Criatividade sustentável
Iniciar uma prática sustentável em si mesmo é fundamental, mas em coletividade o resultado é muito mais satisfatório e fortifica as relações humanas. Desde que a astróloga Adriana Beltrame resolveu modificar suas atitudes em prol ao desenvolvimento econômico e social colaborativo, diversas pessoas foram, aos poucos, aderindo à sua ideia. Ela e uma amiga criaram a Casa Terracanto, uma casa aberta que tem a intenção de movimentar a economia criativa e colaborativa e “colaborar com a criatividade, fazer parcerias, experimentar ser responsável por um espaço que não tem um dono específico e também ter um refúgio de tranquilidade no meio da vida urbana com muita simplicidade”, explica Adriana, que é starter da Casa. A casa possui projetos permanentes abertos à comunidade: atendimentos com Astrologia, o Reiki, a Gineterapia, o grupo de estudos e prática de Comunicação Não Violenta, o trabalho com a horta e as PANC´s (Plantas Alimentícias Não Convencionais). “Recentemente iniciamos um Bazar que será mensal e estamos organizando palestras na área da saúde, alimentação, gestão de rotina, psicologia feminina”, conta. Todo dinheiro arrecadado com essas atividades — as quais são oferecidas com preços acessíveis –, mais as contribuições espontâneas e o dinheiro que também sai do bolso, voltam para a manutenção do espaço e para a criação de projetos.

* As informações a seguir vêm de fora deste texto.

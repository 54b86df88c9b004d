//! Kind of remote session an engine is asked to open.

use std::fmt;
use std::str::FromStr;

/// Remote session kind.
///
/// The engine decides how to reach the target from this: VNC/RDP go
/// through its graphical gateway, SSH/Telnet through a terminal, SFTP
/// through the file subsystem and `Tunnel` is a plain TCP forward.
#[derive(Debug, Copy, Clone, PartialEq, Eq, Hash)]
pub enum SessionType {
    Vnc,
    Rdp,
    Ssh,
    Sftp,
    Telnet,
    Tunnel,
}

impl SessionType {
    /// Wire representation (one byte).
    pub fn as_u8(self) -> u8 {
        match self {
            SessionType::Vnc => 0,
            SessionType::Rdp => 1,
            SessionType::Ssh => 2,
            SessionType::Sftp => 3,
            SessionType::Telnet => 4,
            SessionType::Tunnel => 5,
        }
    }

    pub fn from_u8(v: u8) -> Option<Self> {
        match v {
            0 => Some(SessionType::Vnc),
            1 => Some(SessionType::Rdp),
            2 => Some(SessionType::Ssh),
            3 => Some(SessionType::Sftp),
            4 => Some(SessionType::Telnet),
            5 => Some(SessionType::Tunnel),
            _ => None,
        }
    }

    /// Lowercase name, as used by the web layer (`"ssh"`, `"rdp"`, ...).
    pub fn as_str(self) -> &'static str {
        match self {
            SessionType::Vnc => "vnc",
            SessionType::Rdp => "rdp",
            SessionType::Ssh => "ssh",
            SessionType::Sftp => "sftp",
            SessionType::Telnet => "telnet",
            SessionType::Tunnel => "tunnel",
        }
    }
}

impl fmt::Display for SessionType {
    fn fmt(&self, f: &mut fmt::Formatter<'_>) -> fmt::Result {
        f.write_str(self.as_str())
    }
}

/// Error returned when a session type name is not recognised.
#[derive(Debug, Clone, PartialEq, Eq)]
pub struct UnknownSessionType(pub String);

impl fmt::Display for UnknownSessionType {
    fn fmt(&self, f: &mut fmt::Formatter<'_>) -> fmt::Result {
        write!(f, "unknown session type: {}", self.0)
    }
}

impl std::error::Error for UnknownSessionType {}

impl FromStr for SessionType {
    type Err = UnknownSessionType;

    fn from_str(s: &str) -> Result<Self, Self::Err> {
        match s.to_ascii_lowercase().as_str() {
            "vnc" => Ok(SessionType::Vnc),
            "rdp" => Ok(SessionType::Rdp),
            "ssh" => Ok(SessionType::Ssh),
            "sftp" => Ok(SessionType::Sftp),
            "telnet" => Ok(SessionType::Telnet),
            "tunnel" => Ok(SessionType::Tunnel),
            _ => Err(UnknownSessionType(s.to_string())),
        }
    }
}

#[cfg(test)]
mod tests {
    use super::*;

    #[test]
    fn parses_names_case_insensitively() {
        assert_eq!("SSH".parse::<SessionType>(), Ok(SessionType::Ssh));
        assert_eq!("tunnel".parse::<SessionType>(), Ok(SessionType::Tunnel));
        assert!("x11".parse::<SessionType>().is_err());
    }

    #[test]
    fn wire_byte_is_stable() {
        for t in [
            SessionType::Vnc,
            SessionType::Rdp,
            SessionType::Ssh,
            SessionType::Sftp,
            SessionType::Telnet,
            SessionType::Tunnel,
        ] {
            assert_eq!(SessionType::from_u8(t.as_u8()), Some(t));
        }
        assert_eq!(SessionType::from_u8(6), None);
    }
}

A decoração, a horta, móveis e vários espaços da casa são de materiais reaproveitáveis doados por amigos, empresas, familiares e simpatizantes da ideia. Para Adriana, “pensar na sustentabilidade é uma necessidade vital para a gente, não pensar nela é que seria estranho”.
Também é possível entrar no grande mercado e trabalhar de forma consciente e diferente do que é proposto pelas grandes empresas. O Flamingos Garden Hair, salão de cabeleireiros que fica na Rua São Francisco, em Curitiba, iniciou com um propósito diferente. “A ideia inicial do salão era trabalhar com uma marca que seja sustentável para shampoos, produtos em geral, com preocupação voltada para essa área. Trabalhamos com as tendências do “Happy”, do “Eco” e Sustentável. Quase tudo no espaço físico do Flamingos foi construído com materiais reutilizados, muitos encontrados na rua, ou com peças selecionadas, restauradas, devido a suas histórias”, conta Aline Marchese, uma das gerentes e fundadoras do salão. O salão começou com uma antiga sala comercial, toda repaginada e modificada de acordo com a criatividade do casal Aline e Vinícius. Os móveis foram restaurados e reconstruídos à mão por eles próprios: a parede com tijolos aparentes, o piso, a pintura; tudo foi construído sem a ajuda de profissionais.
“A indústria da beleza polui muito a água com as químicas e consome muita água para os serviços, além de estimular essa necessidade nas pessoas de quererem sempre algo novo, o cabelo mais bonito, o corte mais perfeito”, relata Aline. Além disso, outra iniciativa muito avaliada pelos frequentadores do salão é a possibilidade de doar o cabelo para produção de perucas para crianças com câncer.
O monopólio midiático, que é financiado por grandes marcas, reproduz a ideia de que consumir o que deseja é a melhor forma de encontrar a felicidade. Atitude ilusória é claro. O consumo desenfreado é uma das principais causas dos grandes problemas ambientais e sociais. Não basta separar o lixo entre reciclável e orgânico e continuar produzindo toneladas de lixos todos os dias. O lixo sai da sua casa, mas continua no Planeta. Discutir o consumo e, principalmente, o consumo consciente é uma tarefa que ousa estremecer interesses políticos e econômicos.
Tomar partido de uma prática sustentável é um ato revolucionário!